How to complete this task: Whenever a line of the records below contains the word "tokens", copy that line.

Data for processing:
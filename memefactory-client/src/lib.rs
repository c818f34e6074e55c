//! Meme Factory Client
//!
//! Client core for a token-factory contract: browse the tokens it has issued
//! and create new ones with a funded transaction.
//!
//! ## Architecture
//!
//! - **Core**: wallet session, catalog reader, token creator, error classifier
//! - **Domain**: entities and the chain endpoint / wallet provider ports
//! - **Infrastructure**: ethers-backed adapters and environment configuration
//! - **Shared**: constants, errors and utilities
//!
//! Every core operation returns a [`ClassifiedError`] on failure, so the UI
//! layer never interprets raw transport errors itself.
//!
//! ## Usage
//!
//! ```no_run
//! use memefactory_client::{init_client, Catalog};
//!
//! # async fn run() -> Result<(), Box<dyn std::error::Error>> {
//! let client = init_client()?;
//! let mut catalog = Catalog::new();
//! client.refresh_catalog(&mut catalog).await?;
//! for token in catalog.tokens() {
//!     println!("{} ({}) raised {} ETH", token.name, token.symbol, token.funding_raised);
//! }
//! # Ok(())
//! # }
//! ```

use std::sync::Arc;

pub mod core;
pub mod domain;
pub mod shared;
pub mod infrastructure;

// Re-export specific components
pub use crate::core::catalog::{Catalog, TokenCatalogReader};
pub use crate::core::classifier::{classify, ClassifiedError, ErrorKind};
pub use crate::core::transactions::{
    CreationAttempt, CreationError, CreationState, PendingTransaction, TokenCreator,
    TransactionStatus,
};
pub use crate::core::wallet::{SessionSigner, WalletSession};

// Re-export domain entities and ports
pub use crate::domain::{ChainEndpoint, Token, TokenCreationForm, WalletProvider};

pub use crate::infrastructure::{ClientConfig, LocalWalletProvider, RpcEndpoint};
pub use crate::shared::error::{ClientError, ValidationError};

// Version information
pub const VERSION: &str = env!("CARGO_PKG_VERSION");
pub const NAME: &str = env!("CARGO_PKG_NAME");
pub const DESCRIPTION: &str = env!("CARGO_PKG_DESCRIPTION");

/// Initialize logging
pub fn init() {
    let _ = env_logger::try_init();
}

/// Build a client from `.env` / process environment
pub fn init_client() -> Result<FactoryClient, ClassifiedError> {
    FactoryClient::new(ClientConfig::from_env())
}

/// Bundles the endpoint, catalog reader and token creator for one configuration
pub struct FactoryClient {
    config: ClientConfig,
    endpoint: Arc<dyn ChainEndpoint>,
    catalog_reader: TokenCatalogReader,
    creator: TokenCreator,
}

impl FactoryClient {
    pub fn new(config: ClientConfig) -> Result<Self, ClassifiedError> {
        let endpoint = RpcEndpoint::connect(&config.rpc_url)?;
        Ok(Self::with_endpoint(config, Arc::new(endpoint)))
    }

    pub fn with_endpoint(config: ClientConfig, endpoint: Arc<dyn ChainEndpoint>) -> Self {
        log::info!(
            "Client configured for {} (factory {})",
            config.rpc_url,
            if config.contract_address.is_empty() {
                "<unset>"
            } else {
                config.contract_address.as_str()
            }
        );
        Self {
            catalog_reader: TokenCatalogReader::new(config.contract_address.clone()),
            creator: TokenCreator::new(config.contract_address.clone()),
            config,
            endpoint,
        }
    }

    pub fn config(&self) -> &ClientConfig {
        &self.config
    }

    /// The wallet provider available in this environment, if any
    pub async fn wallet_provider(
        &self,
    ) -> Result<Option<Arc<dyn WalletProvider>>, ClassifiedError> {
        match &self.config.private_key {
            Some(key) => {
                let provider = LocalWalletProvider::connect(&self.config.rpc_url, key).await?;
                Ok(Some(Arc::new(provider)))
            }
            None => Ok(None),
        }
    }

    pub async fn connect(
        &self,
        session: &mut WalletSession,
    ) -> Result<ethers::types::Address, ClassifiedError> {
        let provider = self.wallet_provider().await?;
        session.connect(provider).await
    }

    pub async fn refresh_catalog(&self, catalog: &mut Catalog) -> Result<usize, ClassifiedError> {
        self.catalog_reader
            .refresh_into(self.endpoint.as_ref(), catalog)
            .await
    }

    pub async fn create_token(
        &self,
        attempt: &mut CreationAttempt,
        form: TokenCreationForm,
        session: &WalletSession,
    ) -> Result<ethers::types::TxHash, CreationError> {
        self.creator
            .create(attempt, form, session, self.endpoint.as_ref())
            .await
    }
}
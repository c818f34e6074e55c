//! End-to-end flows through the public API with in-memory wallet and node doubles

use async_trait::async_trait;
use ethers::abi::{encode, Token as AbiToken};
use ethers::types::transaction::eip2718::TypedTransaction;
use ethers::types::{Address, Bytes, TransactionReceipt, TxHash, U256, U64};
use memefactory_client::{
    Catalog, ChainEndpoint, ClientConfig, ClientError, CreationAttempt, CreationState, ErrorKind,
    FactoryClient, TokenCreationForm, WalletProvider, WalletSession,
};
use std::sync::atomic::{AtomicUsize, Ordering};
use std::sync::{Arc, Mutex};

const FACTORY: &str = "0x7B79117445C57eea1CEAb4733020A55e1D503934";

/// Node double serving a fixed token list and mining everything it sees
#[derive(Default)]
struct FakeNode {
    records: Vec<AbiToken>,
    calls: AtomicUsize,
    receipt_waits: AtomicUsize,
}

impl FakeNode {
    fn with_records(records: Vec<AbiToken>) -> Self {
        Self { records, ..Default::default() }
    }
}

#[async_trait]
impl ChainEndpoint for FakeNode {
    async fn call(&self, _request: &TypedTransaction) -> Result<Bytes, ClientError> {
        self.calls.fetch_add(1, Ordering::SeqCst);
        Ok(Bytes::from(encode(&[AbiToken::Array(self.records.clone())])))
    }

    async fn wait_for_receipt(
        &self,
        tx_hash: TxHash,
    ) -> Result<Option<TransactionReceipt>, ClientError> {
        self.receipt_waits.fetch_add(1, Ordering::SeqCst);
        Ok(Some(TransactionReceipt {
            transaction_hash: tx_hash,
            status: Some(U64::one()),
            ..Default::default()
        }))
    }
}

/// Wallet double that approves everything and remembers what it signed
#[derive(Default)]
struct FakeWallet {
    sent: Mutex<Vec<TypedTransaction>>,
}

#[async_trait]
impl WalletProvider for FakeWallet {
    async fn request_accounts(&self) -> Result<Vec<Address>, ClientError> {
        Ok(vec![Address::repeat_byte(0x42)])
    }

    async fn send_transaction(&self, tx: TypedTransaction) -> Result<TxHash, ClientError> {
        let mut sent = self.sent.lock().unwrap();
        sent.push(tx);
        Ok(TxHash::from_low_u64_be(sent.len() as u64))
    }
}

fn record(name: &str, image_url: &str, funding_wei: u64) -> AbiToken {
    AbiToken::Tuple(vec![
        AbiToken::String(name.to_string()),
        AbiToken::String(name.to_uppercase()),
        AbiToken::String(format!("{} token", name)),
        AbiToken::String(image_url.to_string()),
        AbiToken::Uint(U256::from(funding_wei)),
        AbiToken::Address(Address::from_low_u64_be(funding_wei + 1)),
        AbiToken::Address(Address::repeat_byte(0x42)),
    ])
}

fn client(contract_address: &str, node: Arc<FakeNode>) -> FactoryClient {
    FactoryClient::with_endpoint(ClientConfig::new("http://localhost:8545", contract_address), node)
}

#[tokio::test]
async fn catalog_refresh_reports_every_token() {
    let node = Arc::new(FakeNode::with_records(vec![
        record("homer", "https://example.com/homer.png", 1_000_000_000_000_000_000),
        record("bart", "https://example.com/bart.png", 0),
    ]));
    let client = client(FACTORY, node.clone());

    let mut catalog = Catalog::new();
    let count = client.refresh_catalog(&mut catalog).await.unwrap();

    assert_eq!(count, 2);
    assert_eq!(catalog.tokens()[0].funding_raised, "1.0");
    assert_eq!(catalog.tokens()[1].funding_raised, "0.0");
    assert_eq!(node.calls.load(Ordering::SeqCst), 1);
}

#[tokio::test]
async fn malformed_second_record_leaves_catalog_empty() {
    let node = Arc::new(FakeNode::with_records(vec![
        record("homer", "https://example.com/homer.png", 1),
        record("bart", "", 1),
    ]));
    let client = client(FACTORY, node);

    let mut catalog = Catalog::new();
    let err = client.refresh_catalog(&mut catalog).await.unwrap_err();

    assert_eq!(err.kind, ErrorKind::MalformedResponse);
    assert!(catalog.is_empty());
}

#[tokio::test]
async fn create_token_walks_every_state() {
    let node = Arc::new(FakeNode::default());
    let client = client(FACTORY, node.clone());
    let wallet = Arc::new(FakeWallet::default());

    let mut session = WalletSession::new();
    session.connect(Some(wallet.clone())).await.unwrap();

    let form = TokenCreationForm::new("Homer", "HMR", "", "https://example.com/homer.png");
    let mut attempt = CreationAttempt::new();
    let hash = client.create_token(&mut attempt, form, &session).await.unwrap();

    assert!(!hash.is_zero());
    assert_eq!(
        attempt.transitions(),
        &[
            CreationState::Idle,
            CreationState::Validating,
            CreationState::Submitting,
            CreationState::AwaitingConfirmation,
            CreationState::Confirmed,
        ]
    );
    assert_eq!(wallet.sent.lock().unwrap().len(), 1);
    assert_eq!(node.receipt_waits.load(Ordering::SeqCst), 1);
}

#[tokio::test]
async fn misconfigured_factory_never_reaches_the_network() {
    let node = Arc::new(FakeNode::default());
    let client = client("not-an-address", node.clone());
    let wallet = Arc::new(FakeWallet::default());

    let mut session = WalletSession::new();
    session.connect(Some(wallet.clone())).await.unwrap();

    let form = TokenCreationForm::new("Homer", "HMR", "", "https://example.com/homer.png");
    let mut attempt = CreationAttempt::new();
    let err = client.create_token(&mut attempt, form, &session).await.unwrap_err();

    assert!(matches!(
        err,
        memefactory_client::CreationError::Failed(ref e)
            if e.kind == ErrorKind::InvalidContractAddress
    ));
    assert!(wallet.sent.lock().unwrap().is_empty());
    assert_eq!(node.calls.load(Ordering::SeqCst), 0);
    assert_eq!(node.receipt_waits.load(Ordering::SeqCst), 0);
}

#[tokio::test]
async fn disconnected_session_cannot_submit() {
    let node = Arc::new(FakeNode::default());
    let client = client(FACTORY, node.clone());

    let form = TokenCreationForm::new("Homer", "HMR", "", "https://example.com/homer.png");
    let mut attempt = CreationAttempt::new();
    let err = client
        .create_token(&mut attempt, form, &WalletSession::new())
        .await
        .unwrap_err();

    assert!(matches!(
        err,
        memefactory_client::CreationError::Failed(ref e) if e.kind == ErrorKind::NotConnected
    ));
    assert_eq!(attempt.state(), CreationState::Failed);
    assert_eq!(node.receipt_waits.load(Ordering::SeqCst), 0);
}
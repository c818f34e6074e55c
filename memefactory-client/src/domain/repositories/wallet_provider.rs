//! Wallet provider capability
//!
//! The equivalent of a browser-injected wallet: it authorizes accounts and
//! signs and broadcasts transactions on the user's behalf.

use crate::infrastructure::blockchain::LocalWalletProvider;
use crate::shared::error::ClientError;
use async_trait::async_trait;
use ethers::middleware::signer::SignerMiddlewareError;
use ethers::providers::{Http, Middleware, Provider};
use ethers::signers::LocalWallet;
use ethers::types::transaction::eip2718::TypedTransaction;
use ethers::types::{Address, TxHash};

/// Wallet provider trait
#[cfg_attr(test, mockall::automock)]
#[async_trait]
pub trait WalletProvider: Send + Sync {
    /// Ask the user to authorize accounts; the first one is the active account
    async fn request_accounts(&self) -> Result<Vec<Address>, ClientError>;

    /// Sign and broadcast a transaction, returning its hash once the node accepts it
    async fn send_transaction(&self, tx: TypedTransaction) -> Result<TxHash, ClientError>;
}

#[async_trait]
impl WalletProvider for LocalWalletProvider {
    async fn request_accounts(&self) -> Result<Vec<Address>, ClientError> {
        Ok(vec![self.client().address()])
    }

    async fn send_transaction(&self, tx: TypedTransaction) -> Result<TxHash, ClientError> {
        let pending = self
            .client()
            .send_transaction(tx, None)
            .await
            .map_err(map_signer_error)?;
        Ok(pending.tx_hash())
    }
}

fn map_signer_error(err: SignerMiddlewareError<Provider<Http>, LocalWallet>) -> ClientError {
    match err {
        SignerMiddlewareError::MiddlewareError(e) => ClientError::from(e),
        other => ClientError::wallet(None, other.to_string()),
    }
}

Response area:
//! Client core for a token-factory contract: browse the tokens it has issued
//! for token in catalog.tokens() {
    assert_eq!(catalog.tokens()[0].funding_raised, "1.0");
    assert_eq!(catalog.tokens()[1].funding_raised, "0.0");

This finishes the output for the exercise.